_About this task_
Nothing in the data may be altered; the answer is a verbatim copy of it.

_Source data_
* * * * * * * * *

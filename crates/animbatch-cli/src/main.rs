//! Animbatch CLI - batch FBX animation export over scene descriptions
//!
//! This binary scans a scene, plans output filenames, exports cameras,
//! skeletons and blendshapes to FBX, and inspects the written files.

use clap::{Parser, Subcommand};
use colored::Colorize;
use std::process::ExitCode;
use tracing_subscriber::prelude::*;
use tracing_subscriber::{fmt, EnvFilter};

use animbatch_cli::commands::{self, run::RunArgs};

/// Animbatch - Batch FBX Animation Export
#[derive(Parser)]
#[command(name = "animbatch")]
#[command(author, version, about, long_about = None)]
#[command(propagate_version = true)]
struct Cli {
    /// Show debug logging on stderr (overridden by RUST_LOG)
    #[arg(short, long, global = true)]
    verbose: bool,

    #[command(subcommand)]
    command: Commands,
}

#[derive(Subcommand)]
enum Commands {
    /// List the exportable items found in a scene
    Scan {
        /// Path to the JSON scene description
        #[arg(short, long)]
        scene: String,

        /// Output machine-readable JSON
        #[arg(long)]
        json: bool,
    },

    /// Scan, name and batch-export a scene into a directory
    Run {
        /// Path to the JSON scene description
        #[arg(short, long)]
        scene: String,

        /// Output directory
        #[arg(short, long)]
        out: String,

        /// First frame (default: playback start)
        #[arg(long, allow_hyphen_values = true)]
        start: Option<i32>,

        /// Last frame (default: playback end)
        #[arg(long, allow_hyphen_values = true)]
        end: Option<i32>,

        /// FBX export options file (JSON)
        #[arg(long)]
        options: Option<String>,

        /// Write a BatchExportDebug_<stamp>.log into the output directory
        #[arg(long)]
        debug_log: bool,

        /// Export at this frame rate; the scene time unit is restored afterwards
        #[arg(long)]
        fps: Option<f64>,

        /// Export only items of this kind
        #[arg(long, value_parser = commands::KIND_NAMES)]
        only: Option<String>,

        /// Take the export range from the first camera item's keys
        #[arg(long)]
        camera_range: bool,

        /// Set the playback range to the export range while exporting
        #[arg(long)]
        clamp_playback: bool,

        /// Skip the "Export range <s> - <e>.txt" log
        #[arg(long)]
        no_frame_range_log: bool,
    },

    /// Print content statistics of an exported FBX file
    Inspect {
        /// Path to the FBX file
        file: String,

        /// Output machine-readable JSON
        #[arg(long)]
        json: bool,
    },

    /// Print the output filename plan of a scene
    Names {
        /// Path to the JSON scene description
        #[arg(short, long)]
        scene: String,
    },
}

fn init_tracing(verbose: bool) {
    let default = if verbose { "debug" } else { "warn" };
    let filter = EnvFilter::try_from_default_env().unwrap_or_else(|_| EnvFilter::new(default));
    tracing_subscriber::registry()
        .with(fmt::layer().with_writer(std::io::stderr).with_target(false))
        .with(filter)
        .init();
}

fn dispatch(command: Commands) -> anyhow::Result<ExitCode> {
    match command {
        Commands::Scan { scene, json } => commands::scan::run(&scene, json),
        Commands::Run {
            scene,
            out,
            start,
            end,
            options,
            debug_log,
            fps,
            only,
            camera_range,
            clamp_playback,
            no_frame_range_log,
        } => {
            let args = RunArgs {
                scene,
                out,
                start,
                end,
                options,
                debug_log,
                fps,
                only: only.as_deref().and_then(commands::parse_kind),
                camera_range,
                clamp_playback,
                no_frame_range_log,
            };
            commands::run::run(&args)
        }
        Commands::Inspect { file, json } => commands::inspect::run(&file, json),
        Commands::Names { scene } => commands::names::run(&scene),
    }
}

fn main() -> ExitCode {
    let cli = Cli::parse();
    init_tracing(cli.verbose);

    match dispatch(cli.command) {
        Ok(code) => code,
        Err(e) => {
            eprintln!("{}: {:#}", "error".red().bold(), e);
            ExitCode::from(1)
        }
    }
}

* * * * * * * * *

_Written answer_
filename crates/animbatch-cli/src/main.rs
//! Animbatch CLI - batch FBX animation export over scene descriptions
//!
//! This binary scans a scene, plans output filenames, exports cameras,
//! skeletons and blendshapes to FBX, and inspects the written files.

use clap::{Parser, Subcommand};
use colored::Colorize;
use std::process::ExitCode;
use tracing_subscriber::prelude::*;
use tracing_subscriber::{fmt, EnvFilter};

use animbatch_cli::commands::{self, run::RunArgs};

/// Animbatch - Batch FBX Animation Export
#[derive(Parser)]
#[command(name = "animbatch")]
#[command(author, version, about, long_about = None)]
#[command(propagate_version = true)]
struct Cli {
    /// Show debug logging on stderr (overridden by RUST_LOG)
    #[arg(short, long, global = true)]
    verbose: bool,

    #[command(subcommand)]
    command: Commands,
}

#[derive(Subcommand)]
enum Commands {
    /// List the exportable items found in a scene
    Scan {
        /// Path to the JSON scene description
        #[arg(short, long)]
        scene: String,

        /// Output machine-readable JSON
        #[arg(long)]
        json: bool,
    },

    /// Scan, name and batch-export a scene into a directory
    Run {
        /// Path to the JSON scene description
        #[arg(short, long)]
        scene: String,

        /// Output directory
        #[arg(short, long)]
        out: String,

        /// First frame (default: playback start)
        #[arg(long, allow_hyphen_values = true)]
        start: Option<i32>,

        /// Last frame (default: playback end)
        #[arg(long, allow_hyphen_values = true)]
        end: Option<i32>,

        /// FBX export options file (JSON)
        #[arg(long)]
        options: Option<String>,

        /// Write a BatchExportDebug_<stamp>.log into the output directory
        #[arg(long)]
        debug_log: bool,

        /// Export at this frame rate; the scene time unit is restored afterwards
        #[arg(long)]
        fps: Option<f64>,

        /// Export only items of this kind
        #[arg(long, value_parser = commands::KIND_NAMES)]
        only: Option<String>,

        /// Take the export range from the first camera item's keys
        #[arg(long)]
        camera_range: bool,

        /// Set the playback range to the export range while exporting
        #[arg(long)]
        clamp_playback: bool,

        /// Skip the "Export range <s> - <e>.txt" log
        #[arg(long)]
        no_frame_range_log: bool,
    },

    /// Print content statistics of an exported FBX file
    Inspect {
        /// Path to the FBX file
        file: String,

        /// Output machine-readable JSON
        #[arg(long)]
        json: bool,
    },

    /// Print the output filename plan of a scene
    Names {
        /// Path to the JSON scene description
        #[arg(short, long)]
        scene: String,
    },
}

fn init_tracing(verbose: bool) {
    let default = if verbose { "debug" } else { "warn" };
    let filter = EnvFilter::try_from_default_env().unwrap_or_else(|_| EnvFilter::new(default));
    tracing_subscriber::registry()
        .with(fmt::layer().with_writer(std::io::stderr).with_target(false))
        .with(filter)
        .init();
}

fn dispatch(command: Commands) -> anyhow::Result<ExitCode> {
    match command {
        Commands::Scan { scene, json } => commands::scan::run(&scene, json),
        Commands::Run {
            scene,
            out,
            start,
            end,
            options,
            debug_log,
            fps,
            only,
            camera_range,
            clamp_playback,
            no_frame_range_log,
        } => {
            let args = RunArgs {
                scene,
                out,
                start,
                end,
                options,
                debug_log,
                fps,
                only: only.as_deref().and_then(commands::parse_kind),
                camera_range,
                clamp_playback,
                no_frame_range_log,
            };
            commands::run::run(&args)
        }
        Commands::Inspect { file, json } => commands::inspect::run(&file, json),
        Commands::Names { scene } => commands::names::run(&scene),
    }
}

fn main() -> ExitCode {
    let cli = Cli::parse();
    init_tracing(cli.verbose);

    match dispatch(cli.command) {
        Ok(code) => code,
        Err(e) => {
            eprintln!("{}: {:#}", "error".red().bold(), e);
            ExitCode::from(1)
        }
    }
}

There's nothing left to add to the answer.